Statt zu versuchen, mit riskanten Finanzgeschäften Geld zu machen, sollten sich Banken lieber fragen, wie sie die junge Familie von nebenan dabei unterstützen können, volle Kontrolle über ihre Finanzen zu haben und dadurch auch noch Geld zu sparen. Jede Bank steht in der Pflicht, jeden Tag aufs Neue um das Vertrauen ihrer Kunden zu werben. Für uns ist das die Basis unserer Arbeit und einer der Hauptgründe für den bisherigen Erfolg. Viele unserer Kunden empfehlen uns an ihre Familie und Freunde weiter. Das macht man nur, wenn man seiner Bank auch wirklich vertraut.
N26 ist stark gewachsen. Es gibt auch die Position des Chief Growth Officer. Wie steuert man als Fintech das Wachstum und worauf achten Sie besonders?
Uns ist vor allem wichtig, nachhaltig zu wachsen. Wir wollen Kunden gewinnen, die ihr N26-Konto möglichst lange und möglichst oft nutzen. Hier spielt das digitale Produkt natürlich eine zentrale Rolle. Es muss sich bestmöglich in den Alltag der Kunden integrieren. Das gelingt heute und in Zukunft am besten über das Smartphone. Statt aber viel Geld in teure Marketingkampagnen zu stecken, verwenden wir die meiste Zeit und Energie darauf, zu verstehen, was den Kunden wirklich bewegt und wo er Unterstützung benötigt. Und ist man dann als Unternehmen in der Lage mit eigenen Entwicklern digitale Features für genau diese Kundenbedürfnisse schnell auf den Markt zu bringen, ist der Grundstein für starkes Wachstum gelegt.
Trotz starkem Wachstum und großer Wachstumspläne: Warum gab es den Rückzug aus Großbritannien?

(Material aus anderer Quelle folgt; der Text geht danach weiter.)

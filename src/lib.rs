//! Molecule-seeded procedural music themes
//!
//! Turns a SMILES string plus an externally computed molecular property record
//! into a short, fully deterministic music theme and plays it through the
//! system audio device. The same molecule always produces the same theme:
//! properties are folded into a seed string, hashed (FNV-1a), and the resulting
//! 32-bit seed drives a mulberry32 PRNG that fills a 16-slot note grid over a
//! pentatonic-minor interval set.
//!
//! Chemistry itself is out of scope — property calculation is delegated to an
//! opaque [`PropertySource`] collaborator, so the engine runs against a stub
//! table with zero chemistry dependencies.
//!
//! # Crate feature flags
//! - `streaming` (opt-in): Real-time audio output via rodio (`AudioDevice`)
//!
//! # Quick start
//! ## Build a theme deterministically
//! ```
//! use molsong::{build_theme, PropertyRecord};
//!
//! let props = PropertyRecord {
//!     molecular_weight: 46.07,
//!     atom_count: 9,
//!     bond_count: 8,
//!     ring_count: 0,
//! };
//! let theme = build_theme("CCO", &props);
//! assert_eq!(theme.slots.len(), 16);
//! assert!((70..=120).contains(&theme.tempo_bpm));
//! ```
//!
//! ## Real-time playback
//! ```no_run
//! # #[cfg(feature = "streaming")]
//! # {
//! use molsong::{PlaybackController, TablePropertySource};
//!
//! let mut controller = PlaybackController::new(TablePropertySource::new());
//! controller.ensure_theme("CCO").unwrap();
//! controller.play().unwrap();
//! // control returns immediately; sound continues on the audio thread
//! controller.stop();
//! # }
//! ```

#![warn(missing_docs)]

// Domain modules (leaf to root)
pub mod hash; // FNV-1a string hashing (seed derivation)
pub mod prng; // Mulberry32 seeded PRNG
pub mod properties; // Property record + upstream collaborator trait
pub mod render; // Offline synthesis of an event plan
pub mod sequencer; // Theme -> timed sound events
pub mod theme; // Property-seeded theme generator

pub mod playback; // Playback controller / session owner

#[cfg(feature = "streaming")]
pub mod streaming; // Audio Output & Streaming

/// Error types for theme generation and playback operations
#[derive(thiserror::Error, Debug)]
pub enum MolsongError {
    /// Caller input was empty or unusable before any work started
    #[error("invalid input: {0}")]
    InvalidInput(String),

    /// The upstream property calculator failed; no theme is produced
    #[error("property computation failed: {0}")]
    PropertyCompute(String),

    /// Audio device error (playback aborted, theme data stays valid)
    #[error("audio device error: {0}")]
    AudioDevice(String),

    /// Generic error
    #[error("{0}")]
    Other(String),
}

impl From<String> for MolsongError {
    /// Converts a String into `MolsongError::Other`.
    ///
    /// Convenience conversion for generic string errors. All string errors land
    /// in the `Other` variant, losing semantic information about the error
    /// type; prefer the specific variant constructors where the kind matters:
    /// - `MolsongError::InvalidInput(msg)` for rejected caller input
    /// - `MolsongError::PropertyCompute(msg)` for upstream calculator failures
    /// - `MolsongError::AudioDevice(msg)` for device initialization/playback
    fn from(msg: String) -> Self {
        MolsongError::Other(msg)
    }
}

impl From<&str> for MolsongError {
    /// Converts a string slice into `MolsongError::Other`.
    ///
    /// See [`From<String>`] for guidance on when to use explicit variant
    /// constructors instead.
    fn from(msg: &str) -> Self {
        MolsongError::Other(msg.to_string())
    }
}

/// Result type for theme generation and playback operations
pub type Result<T> = std::result::Result<T, MolsongError>;

// Public API exports
pub use hash::fnv1a_32;
pub use playback::PlaybackController;
pub use prng::Mulberry32;
pub use properties::{PropertyRecord, PropertySource, TablePropertySource};
pub use render::render_plan;
pub use sequencer::{midi_to_freq, schedule_theme, EventPlan};
pub use theme::{build_theme, build_theme_variant, Note, Slot, Theme};

#[cfg(feature = "streaming")]
pub use streaming::{AudioDevice, StreamConfig};
//! Deterministic seeded pseudo-random number generator
//!
//! Implements mulberry32 (Ettinger): a 32-bit counter-like state advanced by a
//! fixed odd constant per draw, followed by a fixed XOR/shift/multiply mixing
//! sequence over wrapping u32 arithmetic. One float in [0, 1) per call.
//!
//! This is the sole source of randomness for theme generation. Two generators
//! created with the same seed produce identical, infinite, reproducible
//! sequences — there is no external entropy anywhere. Not cryptographically
//! secure, by design: reproducibility is the point, unpredictability is not.

use serde::{Deserialize, Serialize};

/// Additive constant applied to the state before mixing (odd-biased)
const STATE_INCREMENT: u32 = 0x6D2B_79F5;

/// Mulberry32 PRNG — the theme generator's sole source of randomness.
///
/// The N-th output is a pure function of the seed; the draw order inside the
/// theme generator is therefore significant and fixed.
#[derive(Clone, Debug, Serialize, Deserialize)]
pub struct Mulberry32 {
    state: u32,
}

impl Mulberry32 {
    /// Create a new generator from a 32-bit seed.
    ///
    /// Two generators created with the same seed produce identical output
    /// sequences.
    pub fn new(seed: u32) -> Self {
        Self { state: seed }
    }

    /// Advance the state and return the next mixed 32-bit word.
    #[inline]
    pub fn next_u32(&mut self) -> u32 {
        self.state = self.state.wrapping_add(STATE_INCREMENT);
        let mut t = self.state;
        t = (t ^ (t >> 15)).wrapping_mul(t | 1);
        t ^= t.wrapping_add((t ^ (t >> 7)).wrapping_mul(t | 61));
        t ^ (t >> 14)
    }

    /// Generate a uniform `f64` in [0, 1).
    ///
    /// The mixed word divided by 2^32 — exact in an f64 mantissa, so the float
    /// stream is as reproducible as the integer stream underneath it.
    #[inline]
    pub fn next_f64(&mut self) -> f64 {
        self.next_u32() as f64 / 4_294_967_296.0
    }
}
//! Audio device integration using rodio
//!
//! Plays a fully pre-rendered sample buffer to the system audio device. The
//! source iterator runs on rodio's audio thread; stop coordination goes
//! through an atomic flag and shared playback stats, so halting a session is
//! immediate and safe at any point in the buffer.

use super::StreamConfig;
use crate::{MolsongError, Result};
use parking_lot::Mutex;
use rodio::{OutputStream, Sink, Source};
use std::sync::atomic::{AtomicBool, Ordering};
use std::sync::Arc;
use std::time::Duration;

/// Playback statistics updated from the audio thread
#[derive(Debug, Clone, Default)]
pub struct PlaybackStats {
    /// Number of samples handed to the sink so far
    pub samples_played: usize,
    /// True once the buffer drained naturally (not via stop)
    pub finished: bool,
}

/// Audio source that drains a pre-rendered buffer
struct BufferSource {
    samples: Vec<f32>,
    position: usize,
    sample_rate: u32,
    channels: u16,
    stopped: Arc<AtomicBool>,
    stats: Arc<Mutex<PlaybackStats>>,
}

impl Source for BufferSource {
    fn current_frame_len(&self) -> Option<usize> {
        Some(self.samples.len().saturating_sub(self.position).max(1))
    }

    fn channels(&self) -> u16 {
        self.channels
    }

    fn sample_rate(&self) -> u32 {
        self.sample_rate
    }

    fn total_duration(&self) -> Option<Duration> {
        Some(Duration::from_secs_f64(
            self.samples.len() as f64 / self.sample_rate as f64,
        ))
    }
}

impl Iterator for BufferSource {
    type Item = f32;

    fn next(&mut self) -> Option<f32> {
        if self.stopped.load(Ordering::Relaxed) {
            return None;
        }

        match self.samples.get(self.position) {
            Some(&sample) => {
                self.position += 1;
                // Batch the lock: update shared stats every 1024 samples
                if self.position % 1024 == 0 {
                    self.stats.lock().samples_played = self.position;
                }
                Some(sample)
            }
            None => {
                let mut stats = self.stats.lock();
                stats.samples_played = self.position;
                stats.finished = true;
                None
            }
        }
    }
}

/// Audio playback device using rodio
///
/// Owns the output stream and sink for one playback session. Dropping the
/// device stops playback and releases the device.
pub struct AudioDevice {
    _stream: OutputStream,
    sink: Sink,
    stopped: Arc<AtomicBool>,
    stats: Arc<Mutex<PlaybackStats>>,
}

impl AudioDevice {
    /// Create a device and start playing `samples` immediately.
    ///
    /// Control returns as soon as the buffer is appended to the sink; the
    /// audio thread drains it against the device clock. Fails with
    /// [`MolsongError::AudioDevice`] when no output device is available —
    /// the rendered data and its theme remain valid for a later retry.
    pub fn play(config: StreamConfig, samples: Vec<f32>) -> Result<Self> {
        let (stream, stream_handle) = OutputStream::try_default()
            .map_err(|e| MolsongError::AudioDevice(format!("failed to create audio stream: {e}")))?;

        let sink = Sink::try_new(&stream_handle)
            .map_err(|e| MolsongError::AudioDevice(format!("failed to create audio sink: {e}")))?;

        let stopped = Arc::new(AtomicBool::new(false));
        let stats = Arc::new(Mutex::new(PlaybackStats::default()));

        let source = BufferSource {
            samples,
            position: 0,
            sample_rate: config.sample_rate,
            channels: config.channels,
            stopped: Arc::clone(&stopped),
            stats: Arc::clone(&stats),
        };
        sink.append(source);

        Ok(AudioDevice {
            _stream: stream,
            sink,
            stopped,
            stats,
        })
    }

    /// Halt playback immediately and release queued samples.
    ///
    /// Idempotent: calling again, or after the buffer already drained
    /// naturally, is a no-op.
    pub fn stop(&self) {
        self.stopped.store(true, Ordering::Relaxed);
        self.sink.stop();
    }

    /// True once the buffer drained naturally or the device was stopped.
    pub fn is_finished(&self) -> bool {
        self.stopped.load(Ordering::Relaxed) || self.stats.lock().finished
    }

    /// Current playback statistics
    pub fn stats(&self) -> PlaybackStats {
        self.stats.lock().clone()
    }

    /// Block until the sink drains (natural end of the buffer).
    pub fn wait_for_finish(&self) {
        self.sink.sleep_until_end();
    }
}

impl Drop for AudioDevice {
    fn drop(&mut self) {
        self.stop();
    }
}

#[cfg(test)]
mod tests {
    use super::*;

    fn try_device(samples: Vec<f32>) -> Option<AudioDevice> {
        match AudioDevice::play(StreamConfig::default(), samples) {
            Ok(device) => Some(device),
            Err(err) => {
                eprintln!("Skipping streaming::audio_device test (audio backend unavailable): {err}");
                None
            }
        }
    }

    #[test]
    fn test_device_plays_and_stops() {
        // ~10s of silence so the sink cannot drain before the assertions run
        let Some(device) = try_device(vec![0.0; 441_000]) else {
            return;
        };
        assert!(!device.is_finished());
        device.stop();
        assert!(device.is_finished());
    }

    #[test]
    fn test_stop_is_idempotent() {
        let Some(device) = try_device(vec![0.0; 4096]) else {
            return;
        };
        device.stop();
        device.stop();
        assert!(device.is_finished());
    }

    #[test]
    fn test_buffer_source_drains_to_finished() {
        let stopped = Arc::new(AtomicBool::new(false));
        let stats = Arc::new(Mutex::new(PlaybackStats::default()));
        let mut source = BufferSource {
            samples: vec![0.25; 8],
            position: 0,
            sample_rate: 44_100,
            channels: 1,
            stopped,
            stats: Arc::clone(&stats),
        };

        for _ in 0..8 {
            assert_eq!(source.next(), Some(0.25));
        }
        assert_eq!(source.next(), None);
        let stats = stats.lock();
        assert!(stats.finished);
        assert_eq!(stats.samples_played, 8);
    }

    #[test]
    fn test_buffer_source_honors_stop_flag() {
        let stopped = Arc::new(AtomicBool::new(false));
        let mut source = BufferSource {
            samples: vec![0.5; 64],
            position: 0,
            sample_rate: 44_100,
            channels: 1,
            stopped: Arc::clone(&stopped),
            stats: Arc::new(Mutex::new(PlaybackStats::default())),
        };

        assert!(source.next().is_some());
        stopped.store(true, Ordering::Relaxed);
        assert_eq!(source.next(), None);
    }

    #[test]
    fn test_buffer_source_reports_format() {
        let source = BufferSource {
            samples: vec![0.0; 16],
            position: 0,
            sample_rate: 48_000,
            channels: 1,
            stopped: Arc::new(AtomicBool::new(false)),
            stats: Arc::new(Mutex::new(PlaybackStats::default())),
        };
        assert_eq!(source.sample_rate(), 48_000);
        assert_eq!(source.channels(), 1);
        assert!(source.total_duration().is_some());
    }
}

Unser Rückzug aus Großbritannien wurde durch einen in der europäischen Geschichte hoffentlich einmaligen Vorgang ausgelöst, den Brexit. Nach den Parlamentswahlen in England im Dezember 2019 war klar: Wir müssen eine britische Banklizenz beantragen, wenn wir weiter dort tätig sein wollen. Das wäre für uns mit enormem Aufwand und Kosten verbunden gewesen, und das für einen Markt, in dem maximal 60 Millionen Kunden leben. Nach der Kosten-Nutzen-Abwägung haben wir uns dazu entschieden, den britischen Bankenmarkt zu verlassen und uns noch stärker auf unsere europäischen Kernmärkte und die USA zu konzentrieren. Hier können wir bereits heute über 700 Millionen Menschen ansprechen.
Entscheidend ist, dass Bewerber ein Growth-Mindset haben
Langfristig plant N26, weltweit mehr als 100 Millionen Kunden zu gewinnen. Gibt es einen Zeitplan dafür?
Ich sage es mal so: Wir sind auf einem guten Weg. Aber wir wollen auf nachhaltige Weise wachsen – die bloße Kundenanzahl ist ja kein Selbstzweck. Unser wichtigstes Ziel sind exzellente Produkte und zufriedene Kunden.
Bis heute hat Ihr Unternehmen rund 800 Millionen Dollar von Investoren eingesammelt, darunter auch Allianz X, Peter Thiels Valar Ventures oder Mitglieder des Zalando-Vorstands. Wie sehen die Pläne bezüglich weiteren Investorengelds aus?
Grundsätzlich planen wir immer sehr langfristig. Wir sind finanziell sehr gut aufgestellt und haben zuletzt im Mai unsere Finanzierungsrunde um über 100 Millionen Dollar erweitert. Dieses Geld investieren wir in die Produktentwicklung und die besten Talente weltweit. Eine neue Finanzierungsrunde ist aktuell erstmal kein Thema.
Eine große Herausforderung für Fintechs sind Kooperationen – mit Banken, Dienstleistern und Start-ups. Laut Auswertung unserer eigenen „Fintech-World“ ist das sogar die größte Herausforderung. Wie erleben Sie das?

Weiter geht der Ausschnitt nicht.